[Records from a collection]
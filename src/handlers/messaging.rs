//! Private and group chat handlers.
//!
//! Message bodies are HTML-escaped before they are stored, so history and live
//! echoes carry the same text.

use super::Context;
use super::group::{ensure_member, find_group};
use crate::db::NewNotification;
use crate::error::{HandlerError, HandlerResult};
use crate::protocol::{
    GroupMessageRecord, GroupMessageSend, GroupTarget, PrivateMessageRecord, PrivateMessageSend,
    ServerMessage, UserTarget, escape_html,
};
use serde_json::{Value, json};

fn private_json(record: &PrivateMessageRecord) -> Value {
    json!({
        "id": record.id,
        "sender_id": record.sender_id,
        "recipient_id": record.recipient_id,
        "message": record.message,
        "created_at": record.created_at,
    })
}

fn group_json(record: &GroupMessageRecord) -> Value {
    json!({
        "id": record.id,
        "group_id": record.group_id,
        "sender_id": record.sender_id,
        "sender_nickname": record.sender_nickname,
        "message": record.message,
        "created_at": record.created_at,
    })
}

fn body(raw: &str) -> Result<String, HandlerError> {
    let trimmed = raw.trim();
    if trimmed.is_empty() {
        return Err(HandlerError::EmptyMessage);
    }
    Ok(escape_html(trimmed))
}

async fn ensure_user(ctx: &Context, user_id: &str) -> HandlerResult {
    if !ctx.db.users().exists(user_id).await? {
        return Err(HandlerError::UserNotFound);
    }
    Ok(())
}

pub async fn private_message(ctx: &Context, p: PrivateMessageSend) -> HandlerResult {
    let text = body(&p.message)?;
    let recipient = p.recipient_id.as_str();
    ctx.ensure_not_self(recipient, "message")?;
    ensure_user(ctx, recipient).await?;

    let actor = ctx.actor().await?;
    let record = ctx
        .db
        .messages()
        .insert_private(&ctx.user_id, recipient, &text)
        .await?;
    ctx.db
        .notifications()
        .insert(&NewNotification {
            actor_id: &ctx.user_id,
            recipient_id: recipient,
            group_id: None,
            kind: "private_message",
            message: format!("New message from {}", actor.nickname),
            entity_id: Some(&record.id),
            entity_type: Some("private_message"),
        })
        .await?;

    let data = private_json(&record);
    ctx.hub.notify(
        recipient,
        &ServerMessage::action("private_message", Some(actor), data.clone()),
    );
    ctx.reply(&ServerMessage::info("message_sent", None, data));
    Ok(())
}

pub async fn load_private(ctx: &Context, p: UserTarget) -> HandlerResult {
    ensure_user(ctx, &p.recipient_id).await?;
    let data = ctx
        .db
        .messages()
        .private_history(&ctx.user_id, &p.recipient_id)
        .await?;
    ctx.reply(&ServerMessage::PrivateMessages { data });
    Ok(())
}

/// Mark everything `recipient_id` sent us as read and tell them.
pub async fn mark_private_read(ctx: &Context, p: UserTarget) -> HandlerResult {
    let other = p.recipient_id.as_str();
    let count = ctx.db.messages().mark_private_read(&ctx.user_id, other).await?;
    if count > 0 {
        ctx.hub.notify(
            other,
            &ServerMessage::info(
                "messages_read",
                None,
                json!({ "reader_id": ctx.user_id, "count": count }),
            ),
        );
    }
    ctx.success("messages marked as read");
    Ok(())
}

pub async fn group_message(ctx: &Context, p: GroupMessageSend) -> HandlerResult {
    let text = body(&p.message)?;
    let group = find_group(ctx, &p.group_id).await?;
    ensure_member(ctx, &group.id).await?;

    let actor = ctx.actor().await?;
    let record = ctx
        .db
        .messages()
        .insert_group(&group.id, &ctx.user_id, &text)
        .await?;

    let data = group_json(&record);
    ctx.hub.notify_group(
        &group.id,
        &ServerMessage::action("group_message", Some(actor), data.clone()),
        Some(&ctx.user_id),
    );
    ctx.reply(&ServerMessage::info("message_sent", None, data));
    Ok(())
}

pub async fn load_group(ctx: &Context, p: GroupTarget) -> HandlerResult {
    let group = find_group(ctx, &p.group_id).await?;
    ensure_member(ctx, &group.id).await?;
    let data = ctx.db.messages().group_history(&group.id).await?;
    ctx.reply(&ServerMessage::GroupMessages { data });
    Ok(())
}

pub async fn mark_group_read(ctx: &Context, p: GroupTarget) -> HandlerResult {
    let group = find_group(ctx, &p.group_id).await?;
    ensure_member(ctx, &group.id).await?;
    ctx.db.messages().mark_group_read(&group.id, &ctx.user_id).await?;
    ctx.success("group messages marked as read");
    Ok(())
}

• [WHAT TO DO] Word for word, reproduce every line of the data.

• [RESPONSE TO THE EXERCISE]
filename src/handlers/messaging.rs
//! Private and group chat handlers.
//!
//! Message bodies are HTML-escaped before they are stored, so history and live
//! echoes carry the same text.

use super::Context;
use super::group::{ensure_member, find_group};
use crate::db::NewNotification;
use crate::error::{HandlerError, HandlerResult};
use crate::protocol::{
    GroupMessageRecord, GroupMessageSend, GroupTarget, PrivateMessageRecord, PrivateMessageSend,
    ServerMessage, UserTarget, escape_html,
};
use serde_json::{Value, json};

fn private_json(record: &PrivateMessageRecord) -> Value {
    json!({
        "id": record.id,
        "sender_id": record.sender_id,
        "recipient_id": record.recipient_id,
        "message": record.message,
        "created_at": record.created_at,
    })
}

fn group_json(record: &GroupMessageRecord) -> Value {
    json!({
        "id": record.id,
        "group_id": record.group_id,
        "sender_id": record.sender_id,
        "sender_nickname": record.sender_nickname,
        "message": record.message,
        "created_at": record.created_at,
    })
}

fn body(raw: &str) -> Result<String, HandlerError> {
    let trimmed = raw.trim();
    if trimmed.is_empty() {
        return Err(HandlerError::EmptyMessage);
    }
    Ok(escape_html(trimmed))
}

async fn ensure_user(ctx: &Context, user_id: &str) -> HandlerResult {
    if !ctx.db.users().exists(user_id).await? {
        return Err(HandlerError::UserNotFound);
    }
    Ok(())
}

pub async fn private_message(ctx: &Context, p: PrivateMessageSend) -> HandlerResult {
    let text = body(&p.message)?;
    let recipient = p.recipient_id.as_str();
    ctx.ensure_not_self(recipient, "message")?;
    ensure_user(ctx, recipient).await?;

    let actor = ctx.actor().await?;
    let record = ctx
        .db
        .messages()
        .insert_private(&ctx.user_id, recipient, &text)
        .await?;
    ctx.db
        .notifications()
        .insert(&NewNotification {
            actor_id: &ctx.user_id,
            recipient_id: recipient,
            group_id: None,
            kind: "private_message",
            message: format!("New message from {}", actor.nickname),
            entity_id: Some(&record.id),
            entity_type: Some("private_message"),
        })
        .await?;

    let data = private_json(&record);
    ctx.hub.notify(
        recipient,
        &ServerMessage::action("private_message", Some(actor), data.clone()),
    );
    ctx.reply(&ServerMessage::info("message_sent", None, data));
    Ok(())
}

pub async fn load_private(ctx: &Context, p: UserTarget) -> HandlerResult {
    ensure_user(ctx, &p.recipient_id).await?;
    let data = ctx
        .db
        .messages()
        .private_history(&ctx.user_id, &p.recipient_id)
        .await?;
    ctx.reply(&ServerMessage::PrivateMessages { data });
    Ok(())
}

/// Mark everything `recipient_id` sent us as read and tell them.
pub async fn mark_private_read(ctx: &Context, p: UserTarget) -> HandlerResult {
    let other = p.recipient_id.as_str();
    let count = ctx.db.messages().mark_private_read(&ctx.user_id, other).await?;
    if count > 0 {
        ctx.hub.notify(
            other,
            &ServerMessage::info(
                "messages_read",
                None,
                json!({ "reader_id": ctx.user_id, "count": count }),
            ),
        );
    }
    ctx.success("messages marked as read");
    Ok(())
}

pub async fn group_message(ctx: &Context, p: GroupMessageSend) -> HandlerResult {
    let text = body(&p.message)?;
    let group = find_group(ctx, &p.group_id).await?;
    ensure_member(ctx, &group.id).await?;

    let actor = ctx.actor().await?;
    let record = ctx
        .db
        .messages()
        .insert_group(&group.id, &ctx.user_id, &text)
        .await?;

    let data = group_json(&record);
    ctx.hub.notify_group(
        &group.id,
        &ServerMessage::action("group_message", Some(actor), data.clone()),
        Some(&ctx.user_id),
    );
    ctx.reply(&ServerMessage::info("message_sent", None, data));
    Ok(())
}

pub async fn load_group(ctx: &Context, p: GroupTarget) -> HandlerResult {
    let group = find_group(ctx, &p.group_id).await?;
    ensure_member(ctx, &group.id).await?;
    let data = ctx.db.messages().group_history(&group.id).await?;
    ctx.reply(&ServerMessage::GroupMessages { data });
    Ok(())
}

pub async fn mark_group_read(ctx: &Context, p: GroupTarget) -> HandlerResult {
    let group = find_group(ctx, &p.group_id).await?;
    ensure_member(ctx, &group.id).await?;
    ctx.db.messages().mark_group_read(&group.id, &ctx.user_id).await?;
    ctx.success("group messages marked as read");
    Ok(())
}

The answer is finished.